Print version ISSN 0102-6720

ABCD, arq. bras. cir. dig. vol.28 no.1 São Paulo  2015

http://dx.doi.org/10.1590/s0102-67202015000100009 

Artigo Original

Aspectos clínicos, manométricos e endoscópicos dos distúrbios motores primários do esôfago

Júlio César MARTINEZ2 

Gustavo Rosa de Almeida LIMA2 

Diego Henrique SILVA2 

Alexandre Ferreira DUARTE2 

Neil Ferreira NOVO2 

Ernesto Carlos da SILVA2 

Pérsio Campos Correia PINTO2 

Alexandre Moreira MAIA2 

2Faculdade de Ciências Médicas, Pontifícia Universidade Católica de São Paulo, São Paulo, SP, Brasil


RESUMO

RACIONAL:

A incidência significante, a dificuldade diagnóstica, a relevância clínica e a eficácia terapêutica associada ao pequeno número de publicações sobre os distúrbios motores primários do esôfago, motivou a realização do presente estudo.

OBJETIVO:

Verificar a prevalência desses distúrbios em manometrias e relacioná-las aos achados endoscópicos e clínicos.

MÉTODOS:

Estudo retrospectivo de 2614 pacientes sendo 1529 (58,49%) do gênero feminino e 1085 (41,51%) do masculino. A partir de 299 exames manométricos com diagnóstico de distúrbio motor esofagiano primário, procuraram-se os dados clínicos (pirose, regurgitação, disfagia, odinofagia, dor torácica não cardíaca, globo faríngeo e sintomas extra-esofageanos) e/ou endoscópicos (hérnia de hiato, esofagite erosiva, resíduos alimentares) que motivaram a realização da manometria.

RESULTADOS:

Foram encontrados 49 casos de acalásia, 73 de espasmo difuso, 89 de esôfago em quebra-nozes, 82 de motilidade esofagiana ineficaz, e seis de esfíncter esofagiano inferior hipertensivo.
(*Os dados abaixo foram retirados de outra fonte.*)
//! CLI argument definitions.
//!
//! Uses clap derive macros for type-safe argument parsing.

use clap::{Parser, Subcommand};

/// Chía business directory server
#[derive(Parser, Debug)]
#[command(name = "chia-directory")]
#[command(author, version, about, long_about = None)]
pub struct Cli {
    /// Enable verbose logging
    #[arg(short, long, global = true)]
    pub verbose: bool,

    /// Env file to load before reading configuration
    #[arg(short, long, global = true, env = "CONFIG_PATH")]
    pub config: Option<String>,

    #[command(subcommand)]
    pub command: Commands,
}

/// Available CLI commands
#[derive(Subcommand, Debug)]
pub enum Commands {
    /// Start the HTTP server
    Serve(ServeArgs),

    /// Run database migrations
    Migrate(MigrateArgs),
}

/// Arguments for the serve command. Unset values come from configuration.
#[derive(Parser, Debug)]
pub struct ServeArgs {
    /// Host to bind to
    #[arg(short = 'H', long)]
    pub host: Option<String>,

    /// Port to listen on
    #[arg(short, long)]
    pub port: Option<u16>,
}

/// Arguments for the migrate command
#[derive(Parser, Debug)]
pub struct MigrateArgs {
    #[command(subcommand)]
    pub action: MigrateAction,
}

/// Migration actions
#[derive(Subcommand, Debug)]
pub enum MigrateAction {
    /// Run pending migrations
    Up,
    /// Rollback last migration
    Down,
    /// Show migration status
    Status,
    /// Reset and re-run all migrations
    Fresh,
}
Em relação às correlações, observou-se em 119 pacientes analisados que, na clínica associada às afecções, a disfagia foi mais encontrada na acalásia do que nas outras afecções; na relação entre os achados endoscópicos e as afecções não houve relevância estatística entre os dados.

CONCLUSÃO:

Os achados clínicos e endoscópicos têm pequeno valor na caracterização das doenças motoras primárias do esôfago, evidenciando ainda mais a necessidade da manometria, particularmente no pré-operatório da doença do refluxo gastroesofágico.

Palavras-Chave: Transtornos da motilidade esofágica; Endoscopia; Manometria

ABSTRACT

BACKGROUND:

Significant incidence, diagnostic difficulties, clinical relevance and therapeutic efficacy associated with the small number of publications on the primary esophageal motor disorders, motivated the present study.

AIM:

To determine the manometric prevalence of these disorders and correlate them to the endoscopic and clinical findings.

METHODS:

A retrospective study of 2614 patients, being 1529 (58.49%) women and 1085 (41.51%) men. From 299 manometric examinations diagnosed with primary esophageal motor disorder, were sought-clinical data (heartburn, regurgitation, dysphagia, odynophagia, non-cardiac chest pain, pharyngeal globe and extra-esophageal symptoms) and/or endoscopic (hiatal hernia, erosive esophagitis, food waste) that motivated the performance of manometry.

RESULTS:

Were found 49 cases of achalasia, 73 diffuse spasm, 89 nutcracker esophagus, 82 ineffective esophageal motility, and six lower esophageal sphincter hypertension. In relation to the correlations, it was observed that in 119 patients clinical conditions were associated with dysphagia, found in achalasia more than in other conditions; in relationship between endoscopic findings and clinical conditions there was no statistical significance between data.

CONCLUSION:

The clinical and endoscopic findings have little value in the characterization of the primary motor disorders of the esophagus, showing even more the need for manometry, particularly in the preoperative period of gastroesophageal reflux disease.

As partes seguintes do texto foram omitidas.